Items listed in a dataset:
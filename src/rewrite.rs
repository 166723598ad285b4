//! Per-field edit buffer with a reverse position map.
//!
//! A [`TextRewriter`] holds the original text of one model field verbatim and
//! accepts replacements addressed in *original* coordinates, in ascending
//! order. It keeps the running offset delta itself, so callers that collected
//! spans from a parse of the original text can apply them directly.
//!
//! [`TextRewriter::back_map`] answers the inverse question for any offset in
//! the current text: where was it in the original, if anywhere?

use crate::diagnostics::{Diagnostic, DiagnosticRange};
use crate::err_msg;
use crate::errors::MapperError;
use crate::syntax::Span;

/// How offsets strictly inside a replacement translate back.
#[derive(Debug, Clone, Copy, PartialEq, Eq)]
pub enum BackMapPolicy {
    /// The replacement is injected text: interior offsets have no original
    /// counterpart, unless the replacement has the same length as the range
    /// it replaced.
    Discard,
    /// The replacement only repeats user text: interior offsets map to the
    /// start of the original range.
    Anchored,
}

/// One accepted edit.
#[derive(Debug, Clone, PartialEq, Eq)]
pub struct RewriteRecord {
    pub original: Span,
    pub rewritten: Span,
    pub replacement: String,
    pub policy: BackMapPolicy,
}

#[derive(Debug, Clone)]
pub struct TextRewriter {
    original: String,
    current: String,
    records: Vec<RewriteRecord>,
    delta: isize,
}

impl TextRewriter {
    pub fn new(original: impl Into<String>) -> Self {
        let original = original.into();
        Self {
            current: original.clone(),
            original,
            records: Vec::new(),
            delta: 0,
        }
    }

    pub fn original_text(&self) -> &str {
        &self.original
    }

    pub fn current_text(&self) -> &str {
        &self.current
    }

    pub fn records(&self) -> &[RewriteRecord] {
        &self.records
    }

    pub fn has_edits(&self) -> bool {
        !self.records.is_empty()
    }

    /// Replaces `range` of the original text with `text`.
    ///
    /// # Errors
    /// `MapperError::Rewrite` when `range` is out of bounds, splits a
    /// character, or starts before the end of the previous edit.
    pub fn replace(&mut self, range: Span, text: &str) -> Result<(), MapperError> {
        self.apply(range, text, BackMapPolicy::Discard)
    }

    /// Like [`replace`](Self::replace), but positions inside the replacement
    /// back-map to the start of `range` instead of being discarded.
    pub fn replace_anchored(&mut self, range: Span, text: &str) -> Result<(), MapperError> {
        self.apply(range, text, BackMapPolicy::Anchored)
    }

    fn apply(&mut self, range: Span, text: &str, policy: BackMapPolicy) -> Result<(), MapperError> {
        if range.start > range.end || range.end > self.original.len() {
            return Err(err_msg!(
                Rewrite,
                "edit range {} is outside the original text (length {})",
                range,
                self.original.len()
            ));
        }
        if !self.original.is_char_boundary(range.start) || !self.original.is_char_boundary(range.end)
        {
            return Err(err_msg!(
                Rewrite,
                "edit range {} splits a character",
                range
            ));
        }
        if let Some(last) = self.records.last() {
            if range.start < last.original.end {
                return Err(err_msg!(
                    Rewrite,
                    "edit range {} overlaps or precedes the previous edit {}",
                    range,
                    last.original
                ));
            }
        }

        let start = shift(range.start, self.delta);
        self.current.replace_range(start..start + range.len(), text);
        self.delta += text.len() as isize - range.len() as isize;
        self.records.push(RewriteRecord {
            original: range,
            rewritten: Span::new(start, start + text.len()),
            replacement: text.to_string(),
            policy,
        });
        Ok(())
    }

    /// Translates an offset in the current text to the original text.
    ///
    /// Returns `None` for offsets strictly inside an injected replacement.
    /// Offsets past the end of the current text are clamped to it.
    pub fn back_map(&self, offset: usize) -> Option<usize> {
        let offset = offset.min(self.current.len());
        let mut delta: isize = 0;
        for record in &self.records {
            let r = record.rewritten;
            if offset < r.start {
                break;
            }
            if offset >= r.end {
                delta = r.end as isize - record.original.end as isize;
                continue;
            }
            if offset == r.start {
                return Some(record.original.start);
            }
            return inside(record, offset);
        }
        Some(shift(offset, -delta))
    }

    /// Translates a span of the current text.
    ///
    /// The start decides whether the span survives. An end that falls inside a
    /// replacement widens to the end of the range that replacement stands for.
    pub fn back_map_span(&self, span: Span) -> Option<Span> {
        let start = self.back_map(span.start)?;
        let end = match self.enclosing(span.end) {
            Some(record) if record.policy == BackMapPolicy::Anchored || !same_length(record) => {
                record.original.end
            }
            _ => self.back_map(span.end)?,
        };
        Some(Span::new(start, end.max(start)))
    }

    /// Moves a diagnostic positioned in the current text to the original.
    pub fn back_map_diagnostic(&self, diagnostic: &Diagnostic) -> Option<Diagnostic> {
        let span = diagnostic.range.to_span(&self.current);
        let original = self.back_map_span(span)?;
        let mut mapped = diagnostic.clone();
        mapped.range = DiagnosticRange::from_span(&self.original, original);
        Some(mapped)
    }

    /// The record whose replacement strictly contains `offset`.
    fn enclosing(&self, offset: usize) -> Option<&RewriteRecord> {
        self.records
            .iter()
            .find(|r| r.rewritten.start < offset && offset < r.rewritten.end)
    }
}

fn inside(record: &RewriteRecord, offset: usize) -> Option<usize> {
    if same_length(record) {
        return Some(record.original.start + (offset - record.rewritten.start));
    }
    match record.policy {
        BackMapPolicy::Anchored => Some(record.original.start),
        BackMapPolicy::Discard => None,
    }
}

fn same_length(record: &RewriteRecord) -> bool {
    record.original.len() == record.rewritten.len()
}

fn shift(offset: usize, delta: isize) -> usize {
    (offset as isize + delta).max(0) as usize
}

#[cfg(test)]
mod tests {
    use super::*;
    use proptest::prelude::*;

    #[test]
    fn replacements_use_original_coordinates() {
        let mut rw = TextRewriter::new("INVARIABLY x > 0 && POSSIBLY y");
        rw.replace(Span::new(0, 10), "A[]").unwrap();
        rw.replace(Span::new(20, 28), "E<>").unwrap();
        assert_eq!(rw.current_text(), "A[] x > 0 && E<> y");
        assert_eq!(rw.original_text(), "INVARIABLY x > 0 && POSSIBLY y");
        assert_eq!(rw.records().len(), 2);
    }

    #[test]
    fn back_map_around_a_shrinking_edit() {
        let mut rw = TextRewriter::new("INVARIABLY x > 0");
        rw.replace(Span::new(0, 10), "A[]").unwrap();
        assert_eq!(rw.back_map(0), Some(0));
        assert_eq!(rw.back_map(1), None);
        assert_eq!(rw.back_map(2), None);
        assert_eq!(rw.back_map(3), Some(10));
        // "x" sits at 4 now and at 11 before.
        assert_eq!(rw.back_map(4), Some(11));
        assert_eq!(rw.back_map(100), Some(16));
    }

    #[test]
    fn anchored_interior_maps_to_range_start() {
        let text = "int arr[3] = {0};";
        let mut rw = TextRewriter::new(text);
        rw.replace_anchored(Span::new(14, 15), "0, 0, 0").unwrap();
        assert_eq!(rw.current_text(), "int arr[3] = {0, 0, 0};");
        for copy in [14, 17, 20] {
            assert_eq!(
                rw.back_map_span(Span::new(copy, copy + 1)),
                Some(Span::new(14, 15))
            );
        }
        // Outside the expansion nothing moves except the trailing delta.
        assert_eq!(rw.back_map_span(Span::new(4, 7)), Some(Span::new(4, 7)));
        assert_eq!(rw.back_map(22), Some(16));
    }

    #[test]
    fn same_length_replacement_maps_one_to_one() {
        let mut rw = TextRewriter::new("abcdef");
        rw.replace(Span::new(1, 4), "XYZ").unwrap();
        assert_eq!(rw.back_map(2), Some(2));
        assert_eq!(rw.back_map(3), Some(3));
    }

    #[test]
    fn span_end_inside_injection_widens_to_original_end() {
        let mut rw = TextRewriter::new("INVARIABLY x");
        rw.replace(Span::new(0, 10), "A[]").unwrap();
        assert_eq!(rw.back_map_span(Span::new(0, 1)), Some(Span::new(0, 10)));
        assert_eq!(rw.back_map_span(Span::new(1, 3)), None);
    }

    #[test]
    fn overlapping_or_unordered_edits_fail_fast() {
        let mut rw = TextRewriter::new("0123456789");
        rw.replace(Span::new(4, 6), "x").unwrap();
        assert!(rw.replace(Span::new(5, 7), "y").is_err());
        assert!(rw.replace(Span::new(0, 1), "y").is_err());
        // Touching the previous edit is fine.
        rw.replace(Span::new(6, 7), "y").unwrap();
        assert_eq!(rw.current_text(), "0123xy789");
    }

    #[test]
    fn out_of_bounds_and_split_characters_are_rejected() {
        let mut rw = TextRewriter::new("aé");
        let err = rw.replace(Span::new(1, 9), "x").unwrap_err();
        assert!(err.to_string().contains("outside the original text"));
        assert!(rw.replace(Span::new(2, 3), "x").is_err());
        assert!(!rw.has_edits());
    }

    #[test]
    fn insertion_into_empty_range() {
        let mut rw = TextRewriter::new("ab");
        rw.replace(Span::at(1), "___").unwrap();
        assert_eq!(rw.current_text(), "a___b");
        assert_eq!(rw.back_map(1), Some(1));
        assert_eq!(rw.back_map(2), None);
        assert_eq!(rw.back_map(4), Some(1));
    }

    // ===================
    // Property Laws
    // ===================

    /// A kept run, followed by an edit that replaces `removed` with `inserted`.
    fn segment_strategy() -> impl Strategy<Value = (String, String, String)> {
        ("[a-z ]{0,6}", "[a-z]{0,5}", "[A-Z]{0,5}")
    }

    struct Scenario {
        original: String,
        expected: String,
        /// (current offset, original offset) for every kept byte.
        kept: Vec<(usize, usize)>,
        /// Offsets strictly inside replacements whose length changed.
        injected: Vec<usize>,
        rewriter: TextRewriter,
    }

    fn build(segments: &[(String, String, String)], tail: &str) -> Scenario {
        let mut original = String::new();
        let mut expected = String::new();
        let mut kept = Vec::new();
        let mut injected = Vec::new();
        let mut edits = Vec::new();
        let mut keep_run = |keep: &str, original: &mut String, expected: &mut String| {
            kept.extend((0..keep.len()).map(|i| (expected.len() + i, original.len() + i)));
            original.push_str(keep);
            expected.push_str(keep);
        };
        for (keep, removed, inserted) in segments {
            keep_run(keep, &mut original, &mut expected);
            let start = original.len();
            original.push_str(removed);
            let current_start = expected.len();
            expected.push_str(inserted);
            if removed.len() != inserted.len() {
                injected.extend(current_start + 1..current_start + inserted.len());
            }
            edits.push((Span::new(start, start + removed.len()), inserted.clone()));
        }
        keep_run(tail, &mut original, &mut expected);

        let mut rewriter = TextRewriter::new(original.clone());
        for (range, text) in &edits {
            rewriter.replace(*range, text).expect("ascending edits");
        }
        Scenario {
            original,
            expected,
            kept,
            injected,
            rewriter,
        }
    }

    fn check_offset_correctness(
        segments: &[(String, String, String)],
        tail: &str,
    ) -> Result<(), TestCaseError> {
        let s = build(segments, tail);
        prop_assert_eq!(s.rewriter.current_text(), s.expected.as_str());
        prop_assert_eq!(s.rewriter.original_text(), s.original.as_str());
        for (current, original) in &s.kept {
            prop_assert_eq!(s.rewriter.back_map(*current), Some(*original));
        }
        Ok(())
    }

    fn check_discard_law(
        segments: &[(String, String, String)],
        tail: &str,
    ) -> Result<(), TestCaseError> {
        let s = build(segments, tail);
        for offset in &s.injected {
            prop_assert_eq!(s.rewriter.back_map(*offset), None);
        }
        Ok(())
    }

    proptest! {
        #[test]
        fn offsets_outside_edits_round_trip(
            segments in prop::collection::vec(segment_strategy(), 0..6),
            tail in "[a-z ]{0,6}",
        ) {
            check_offset_correctness(&segments, &tail)?;
        }

        #[test]
        fn offsets_inside_injections_are_discarded(
            segments in prop::collection::vec(segment_strategy(), 0..6),
            tail in "[a-z ]{0,6}",
        ) {
            check_discard_law(&segments, &tail)?;
        }
    }
}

* [What is required]: From the records above, show each line that contains the word "bool".

* [Solution for this task]:
    pub fn has_edits(&self) -> bool {
fn same_length(record: &RewriteRecord) -> bool {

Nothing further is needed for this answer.